• [Exercise brief]:
Below are some records; output all of them exactly as they read.

───── Exercise data ─────

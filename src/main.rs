use anyhow::Result;
use axum::{ServiceExt, body::Body};
use inkpress::application::{
    ports::{
        mail::Mailer,
        security::{PasswordHasher, TokenManager},
        time::Clock,
    },
    services::ApplicationServices,
};
use inkpress::config::AppConfig;
use inkpress::domain::{
    article::{ArticleReadRepository, ArticleWriteRepository},
    like::LikeRepository,
    user::UserRepository,
};
use inkpress::infrastructure::{
    database,
    mail::{ResendMailer, TracingMailer},
    repositories::{
        PostgresArticleReadRepository, PostgresArticleWriteRepository, PostgresLikeRepository,
        PostgresUserRepository,
    },
    security::{password::Argon2PasswordHasher, token::BiscuitTokenManager},
    time::SystemClock,
};
use inkpress::presentation::http::{routes::build_router, state::HttpState};
use std::{net::SocketAddr, sync::Arc};
use tokio::signal;
use tracing_subscriber::{layer::SubscriberExt, util::SubscriberInitExt};

#[tokio::main]
async fn main() {
    if let Err(err) = bootstrap().await {
        tracing::error!(error = %err, "fatal error");
        eprintln!("fatal error: {err}");
        std::process::exit(1);
    }
}

async fn bootstrap() -> Result<()> {
    dotenvy::dotenv().ok();
    init_tracing();

    let config = AppConfig::from_env()?;

    let pool = database::init_pool(config.database_url()).await?;
    database::run_migrations(&pool).await?;

    let user_repo: Arc<dyn UserRepository> = Arc::new(PostgresUserRepository::new(pool.clone()));
    let article_write_repo: Arc<dyn ArticleWriteRepository> =
        Arc::new(PostgresArticleWriteRepository::new(pool.clone()));
    let article_read_repo: Arc<dyn ArticleReadRepository> =
        Arc::new(PostgresArticleReadRepository::new(pool.clone()));
    let like_repo: Arc<dyn LikeRepository> = Arc::new(PostgresLikeRepository::new(pool.clone()));

    let password_hasher: Arc<dyn PasswordHasher> = Arc::new(Argon2PasswordHasher::default());
    let token_manager_impl =
        BiscuitTokenManager::new(config.biscuit_private_key(), config.token_ttl())?;
    let token_manager: Arc<dyn TokenManager> = Arc::new(token_manager_impl);
    let clock: Arc<dyn Clock> = Arc::new(SystemClock::default());

    let mailer: Arc<dyn Mailer> = match config.resend_api_key() {
        Some(key) => Arc::new(ResendMailer::new(
            key.to_string(),
            config.mail_from().to_string(),
        )),
        None => {
            tracing::warn!("RESEND_API_KEY not set, confirmation links will only be logged");
            Arc::new(TracingMailer)
        }
    };

    let services = Arc::new(ApplicationServices::new(
        Arc::clone(&user_repo),
        Arc::clone(&article_write_repo),
        Arc::clone(&article_read_repo),
        Arc::clone(&like_repo),
        Arc::clone(&password_hasher),
        Arc::clone(&token_manager),
        Arc::clone(&mailer),
        Arc::clone(&clock),
        config.app_url().to_string(),
    ));

    let state = HttpState {
        services: Arc::clone(&services),
    };

    let app = build_router(state);
    let service = app.into_service::<Body>().into_make_service();

    let listener = tokio::net::TcpListener::bind(config.listen_addr()).await?;
    let address: SocketAddr = listener.local_addr()?;
    tracing::info!("listening on {address}");

    axum::serve(listener, service)
        .with_graceful_shutdown(shutdown_signal())
        .await?;

    Ok(())
}

fn init_tracing() {
    let env_filter = std::env::var("RUST_LOG")
        .ok()
        .unwrap_or_else(|| "info,tower_http=info,sqlx=warn".to_string());

    let subscriber = tracing_subscriber::registry()
        .with(tracing_subscriber::EnvFilter::new(env_filter))
        .with(tracing_subscriber::fmt::layer());

    if subscriber.try_init().is_err() {
        tracing::warn!("tracing subscriber already initialised");
    }
}

async fn shutdown_signal() {
    let ctrl_c = async {
        signal::ctrl_c()
            .await
            .expect("failed to install CTRL+C handler");
    };

    #[cfg(unix)]
    let terminate = async {
        signal::unix::signal(signal::unix::SignalKind::terminate())
            .expect("failed to install terminate handler")
            .recv()
            .await;
    };

    #[cfg(not(unix))]
    let terminate = std::future::pending::<()>();

    tokio::select! {
        _ = ctrl_c => {}
        _ = terminate => {}
    }
    tracing::info!("shutdown signal received");
}
// src/application/commands/articles/delete.rs
use super::ArticleCommandService;
use crate::{
    application::error::{ApplicationError, ApplicationResult},
    domain::article::ArticleId,
};

pub struct DeleteArticleCommand {
    pub article_id: i64,
}

impl ArticleCommandService {
    pub async fn delete_article(&self, command: DeleteArticleCommand) -> ApplicationResult<()> {
        let article_id = ArticleId::new(command.article_id)?;
        self.read_repo
            .find_by_id(article_id)
            .await?
            .ok_or_else(|| ApplicationError::not_found("article not found"))?;
        Ok(self.write_repo.delete(article_id).await?)
    }
}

─────

• [Response to the task]:
filename src/main.rs
use anyhow::Result;
use axum::{ServiceExt, body::Body};
use inkpress::application::{
    ports::{
        mail::Mailer,
        security::{PasswordHasher, TokenManager},
        time::Clock,
    },
    services::ApplicationServices,
};
use inkpress::config::AppConfig;
use inkpress::domain::{
    article::{ArticleReadRepository, ArticleWriteRepository},
    like::LikeRepository,
    user::UserRepository,
};
use inkpress::infrastructure::{
    database,
    mail::{ResendMailer, TracingMailer},
    repositories::{
        PostgresArticleReadRepository, PostgresArticleWriteRepository, PostgresLikeRepository,
        PostgresUserRepository,
    },
    security::{password::Argon2PasswordHasher, token::BiscuitTokenManager},
    time::SystemClock,
};
use inkpress::presentation::http::{routes::build_router, state::HttpState};
use std::{net::SocketAddr, sync::Arc};
use tokio::signal;
use tracing_subscriber::{layer::SubscriberExt, util::SubscriberInitExt};

#[tokio::main]
async fn main() {
    if let Err(err) = bootstrap().await {
        tracing::error!(error = %err, "fatal error");
        eprintln!("fatal error: {err}");
        std::process::exit(1);
    }
}

async fn bootstrap() -> Result<()> {
    dotenvy::dotenv().ok();
    init_tracing();

    let config = AppConfig::from_env()?;

    let pool = database::init_pool(config.database_url()).await?;
    database::run_migrations(&pool).await?;

    let user_repo: Arc<dyn UserRepository> = Arc::new(PostgresUserRepository::new(pool.clone()));
    let article_write_repo: Arc<dyn ArticleWriteRepository> =
        Arc::new(PostgresArticleWriteRepository::new(pool.clone()));
    let article_read_repo: Arc<dyn ArticleReadRepository> =
        Arc::new(PostgresArticleReadRepository::new(pool.clone()));
    let like_repo: Arc<dyn LikeRepository> = Arc::new(PostgresLikeRepository::new(pool.clone()));

    let password_hasher: Arc<dyn PasswordHasher> = Arc::new(Argon2PasswordHasher::default());
    let token_manager_impl =
        BiscuitTokenManager::new(config.biscuit_private_key(), config.token_ttl())?;
    let token_manager: Arc<dyn TokenManager> = Arc::new(token_manager_impl);
    let clock: Arc<dyn Clock> = Arc::new(SystemClock::default());

    let mailer: Arc<dyn Mailer> = match config.resend_api_key() {
        Some(key) => Arc::new(ResendMailer::new(
            key.to_string(),
            config.mail_from().to_string(),
        )),
        None => {
            tracing::warn!("RESEND_API_KEY not set, confirmation links will only be logged");
            Arc::new(TracingMailer)
        }
    };

    let services = Arc::new(ApplicationServices::new(
        Arc::clone(&user_repo),
        Arc::clone(&article_write_repo),
        Arc::clone(&article_read_repo),
        Arc::clone(&like_repo),
        Arc::clone(&password_hasher),
        Arc::clone(&token_manager),
        Arc::clone(&mailer),
        Arc::clone(&clock),
        config.app_url().to_string(),
    ));

    let state = HttpState {
        services: Arc::clone(&services),
    };

    let app = build_router(state);
    let service = app.into_service::<Body>().into_make_service();

    let listener = tokio::net::TcpListener::bind(config.listen_addr()).await?;
    let address: SocketAddr = listener.local_addr()?;
    tracing::info!("listening on {address}");

    axum::serve(listener, service)
        .with_graceful_shutdown(shutdown_signal())
        .await?;

    Ok(())
}

fn init_tracing() {
    let env_filter = std::env::var("RUST_LOG")
        .ok()
        .unwrap_or_else(|| "info,tower_http=info,sqlx=warn".to_string());

    let subscriber = tracing_subscriber::registry()
        .with(tracing_subscriber::EnvFilter::new(env_filter))
        .with(tracing_subscriber::fmt::layer());

    if subscriber.try_init().is_err() {
        tracing::warn!("tracing subscriber already initialised");
    }
}

async fn shutdown_signal() {
    let ctrl_c = async {
        signal::ctrl_c()
            .await
            .expect("failed to install CTRL+C handler");
    };

    #[cfg(unix)]
    let terminate = async {
        signal::unix::signal(signal::unix::SignalKind::terminate())
            .expect("failed to install terminate handler")
            .recv()
            .await;
    };

    #[cfg(not(unix))]
    let terminate = std::future::pending::<()>();

    tokio::select! {
        _ = ctrl_c => {}
        _ = terminate => {}
    }
    tracing::info!("shutdown signal received");
}
// src/application/commands/articles/delete.rs
use super::ArticleCommandService;
use crate::{
    application::error::{ApplicationError, ApplicationResult},
    domain::article::ArticleId,
};

pub struct DeleteArticleCommand {
    pub article_id: i64,
}

impl ArticleCommandService {
    pub async fn delete_article(&self, command: DeleteArticleCommand) -> ApplicationResult<()> {
        let article_id = ArticleId::new(command.article_id)?;
        self.read_repo
            .find_by_id(article_id)
            .await?
            .ok_or_else(|| ApplicationError::not_found("article not found"))?;
        Ok(self.write_repo.delete(article_id).await?)
    }
}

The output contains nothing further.